TASK PROMPT: Scan the entries that follow and work out how many lines contain "types". Give the number and nothing else.

Records from a data collection:
● ● ● ● ●

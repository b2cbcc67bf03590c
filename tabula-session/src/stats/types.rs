//! Aggregate types kept per dataset.

use std::collections::btree_map::Entry;
use std::collections::BTreeMap;

use serde::{Deserialize, Serialize};

use super::summary::{ColumnSummary, PageSummary};

/// Tuning for the stats engine.
#[derive(Debug, Clone, Copy, PartialEq, Eq)]
pub struct StatsConfig {
    /// Maximum number of distinct sample values kept per categorical column.
    pub sample_limit: usize,
}

impl Default for StatsConfig {
    fn default() -> Self {
        Self { sample_limit: 10 }
    }
}

/// Running summary of a numeric column.
///
/// `count` is the number of non-missing values that contributed. A column with
/// `count == 0` reports zeros for every statistic.
#[derive(Debug, Clone, Copy, PartialEq, Default, Serialize, Deserialize)]
pub struct NumericStats {
    pub sum: f64,
    pub mean: f64,
    pub min: f64,
    pub max: f64,
    pub count: u64,
}

impl NumericStats {
    /// Builds stats from an iterator of non-missing values.
    pub fn from_values(values: impl IntoIterator<Item = f64>) -> Self {
        let mut stats = Self::default();
        for value in values {
            if stats.count == 0 {
                stats.min = value;
                stats.max = value;
            } else {
                stats.min = stats.min.min(value);
                stats.max = stats.max.max(value);
            }
            stats.sum += value;
            stats.count += 1;
        }
        if stats.count > 0 {
            stats.mean = stats.sum / stats.count as f64;
        }
        stats
    }

    pub fn is_empty(&self) -> bool {
        self.count == 0
    }

    /// Folds a page's stats into this running summary.
    ///
    /// The mean is the count-weighted combination of both means. A page without
    /// values leaves everything untouched, and a running summary without values
    /// is replaced outright so its placeholder zeros never reach min/max.
    pub fn merge(&mut self, page: &NumericStats) {
        if page.is_empty() {
            return;
        }
        if self.is_empty() {
            *self = *page;
            return;
        }

        let total = self.count + page.count;
        self.mean = (self.mean * self.count as f64 + page.mean * page.count as f64) / total as f64;
        self.sum += page.sum;
        self.min = self.min.min(page.min);
        self.max = self.max.max(page.max);
        self.count = total;
    }
}

/// Running summary of a non-numeric column.
///
/// `distinct_count` is a lower-bound estimate: only the sample survives between
/// pages, so values that fell out of the sample cannot be recognized again.
#[derive(Debug, Clone, PartialEq, Eq, Default, Serialize, Deserialize)]
pub struct CategoricalStats {
    #[serde(rename = "unique_values_count")]
    pub distinct_count: u64,
    #[serde(rename = "unique_values")]
    pub sample_values: Vec<String>,
}

impl CategoricalStats {
    /// Stats for a column seen for the first time.
    pub fn from_page(distinct_values: &[String], sample_limit: usize) -> Self {
        Self {
            distinct_count: distinct_values.len() as u64,
            sample_values: distinct_values.iter().take(sample_limit).cloned().collect(),
        }
    }

    /// Unions the page's distinct values into the sample.
    pub fn merge(&mut self, distinct_values: &[String], sample_limit: usize) {
        let mut union = std::mem::take(&mut self.sample_values);
        for value in distinct_values {
            if !union.contains(value) {
                union.push(value.clone());
            }
        }

        self.distinct_count = self.distinct_count.max(union.len() as u64);
        union.truncate(sample_limit);
        self.sample_values = union;
    }
}

/// Per-dataset aggregate over every page ingested so far.
#[derive(Debug, Clone, PartialEq, Default, Serialize, Deserialize)]
pub struct RunningAggregate {
    pub rows_seen: u64,
    pub numeric_columns: BTreeMap<String, NumericStats>,
    #[serde(rename = "string_columns")]
    pub categorical_columns: BTreeMap<String, CategoricalStats>,
}

impl RunningAggregate {
    /// Fresh aggregate computed from a single page.
    pub fn from_summary(summary: &PageSummary, config: &StatsConfig) -> Self {
        let mut aggregate = Self::default();
        aggregate.merge_summary(summary, config);
        aggregate
    }

    /// Merges a page into the aggregate.
    ///
    /// Columns missing from the page keep their previous entry. A column whose
    /// kind differs from the stored one starts over with the page's stats.
    pub fn merge_summary(&mut self, summary: &PageSummary, config: &StatsConfig) {
        self.rows_seen += summary.rows() as u64;

        for (name, column) in summary.columns() {
            match column {
                ColumnSummary::Numeric(page_stats) => {
                    self.categorical_columns.remove(name);
                    match self.numeric_columns.entry(name.clone()) {
                        Entry::Occupied(mut entry) => entry.get_mut().merge(page_stats),
                        Entry::Vacant(entry) => {
                            entry.insert(*page_stats);
                        }
                    }
                }
                ColumnSummary::Categorical(distinct_values) => {
                    self.numeric_columns.remove(name);
                    match self.categorical_columns.entry(name.clone()) {
                        Entry::Occupied(mut entry) => {
                            entry.get_mut().merge(distinct_values, config.sample_limit)
                        }
                        Entry::Vacant(entry) => {
                            entry.insert(CategoricalStats::from_page(
                                distinct_values,
                                config.sample_limit,
                            ));
                        }
                    }
                }
            }
        }
    }

    pub fn numeric(&self, column: &str) -> Option<&NumericStats> {
        self.numeric_columns.get(column)
    }

    pub fn categorical(&self, column: &str) -> Option<&CategoricalStats> {
        self.categorical_columns.get(column)
    }
}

● ● ● ● ●

SOLUTION TO THE EXERCISE: 2